Beliau adalah seorang pendidik di bidang ekonomi. Pada masa pemerintahan presiden Soeharto, ada beberapa murid beliau yang menjabat sebagai menteri. Seperti, Ali Wardhana, Widjojo Nitisastro, dan JB Sumarlin. Pada pemerintahan Indonesia, beliau pernah menjabat sebagai Menteri Keuangan, Menteri Perindustrian, dan Menteri Riset dan Teknologi. Artinya, beliau tidak hanya menggagas ide ekonomi tertentu, tapi juga terjun langsung untuk bisa memanajemen perekonomian negara.

3. Syahril Sabirin

Beliau pernah menjabat sebagai Gubernur Bank Indonesia. pada masa jabatannya, Syahril mengalami banyak sekali permasalahan, salah satunya yang terberat adalah ketika ia dipaksa mundur dari kursi kepemimpinan BI. Syahril juga sangat menentang tindak korupsi, sama halnya dengan tokoh-tokoh ekonomi Indonesia yang lain. Kiprahnya di dunia internasional juga tidak perlu diragukan. Beliau pernah menjabat di Bank Dunia selama tiga tahun sebagai Senior Financial Economist untuk wilayah negara Timur Tengah dan Afrika.

Idenya yang menolak tindakan korupsi tersebut merupakan hal yang patut dicontoh oleh masyarakat Indonesia. Meskipun pada kenyataannya, hal tersebut sangat sulit dilakukan karena banyak orang yang justru melakukan tindakan tersebut demi kepentingan ekonomi individu, tanpa memperhitungkan efek negatif yang ditimbulkan terhadap masyarakat dan negara.

4. Boediono

Boediono menjabat sebagai Wakil Presiden Periode 2009-2014, mendampingi Susilo Bambang Yudhoyono. Sebelum menjabat sebagai Wakil Presiden, Boediono pernah menjabat sebagai Gubernur Bank Indonesia, dan berbagai jabatan menteri yang tentu saja masih berhubungan dengan dunia perekonomian Indonesia.

Pada saat menjabat sebagai Menteri Keuangan pada 2001, Boediono bisa membawa Indonesia bisa bebas dari bantuan Dana Moneter Internasional. Bersama dengan Menteri Koordinator Perekonomian, Dorodjaton Kuntjoro Jakti.  Boediono merupakan tokoh ekonomi yang dinilai pintar dalam mengelola ekonomi makro.

5. Sri Mulyani Indrawati

Beliau sepertinya merupakan tokoh ekonomi wanita satu-satunya yang dimiliki Indonesia. Meskipun demikian, pemikirannya mengenai ekonomi tidak bisa diremehkan. Beliau juga terpilih sebagai Direktur Pelaksana Bank Dunia sejak 2010. Menurut sebuah majalah bertaraf Internasional, Sri Mulyani menjadi tokoh wanita urutan ke-23 yang paling berpengaruh di dunia.

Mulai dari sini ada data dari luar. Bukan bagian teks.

use std::time::{Duration, Instant};

#[derive(Debug, Clone, Copy, PartialEq, Eq)]
pub struct AutosaveConfig {
    pub interval_seconds: u64,
}

impl AutosaveConfig {
    pub fn interval(self) -> Option<Duration> {
        if self.interval_seconds == 0 {
            None
        } else {
            Some(Duration::from_secs(self.interval_seconds.max(1)))
        }
    }
}

/// Cadence bookkeeping for the periodic player store. Interval 0 disables
/// autosave entirely.
#[derive(Debug, Clone)]
pub struct AutosaveState {
    interval: Option<Duration>,
    next_due: Option<Instant>,
}

impl AutosaveState {
    pub fn new(config: AutosaveConfig, now: Instant) -> Self {
        let interval = config.interval();
        let next_due = interval.map(|interval| now + interval);
        Self { interval, next_due }
    }

    pub fn due(&self, now: Instant) -> bool {
        self.next_due.map_or(false, |next| now >= next)
    }

    pub fn mark_saved(&mut self, now: Instant) {
        if let Some(interval) = self.interval {
            self.next_due = Some(now + interval);
        }
    }
}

Pemikiran para tokoh ekonomi Indonesia, rupanya juga membawa pengaruh bagi dunia internasional, seperti yang terjadi pada Syahril Sabirin dan Sri Mulyani Indrawati. Sumbangan mereka terhadap negara Indonesia juga tidak bisa dikatakan sedikit. Semoga saja perekonomian di Indonesia akan ikut merasakan dampak positif yang dibawa oleh para tokoh-tokoh ekonominya.

Dengan adanya tokoh ekonomi tersebut, diaharapkan masyarakat juga mampu mengambil banyak pelajaran mengenai kehidupan berekonomi. Kelima tokoh yang berperan secara aktif dalam kehidupan ekonomi di Indonesia itu patut menjadi contoh bagi sebagaian besar masyarakat Indonesia yang masih belum memahami sepenuhnya hakikat perekonomian di suatu negara.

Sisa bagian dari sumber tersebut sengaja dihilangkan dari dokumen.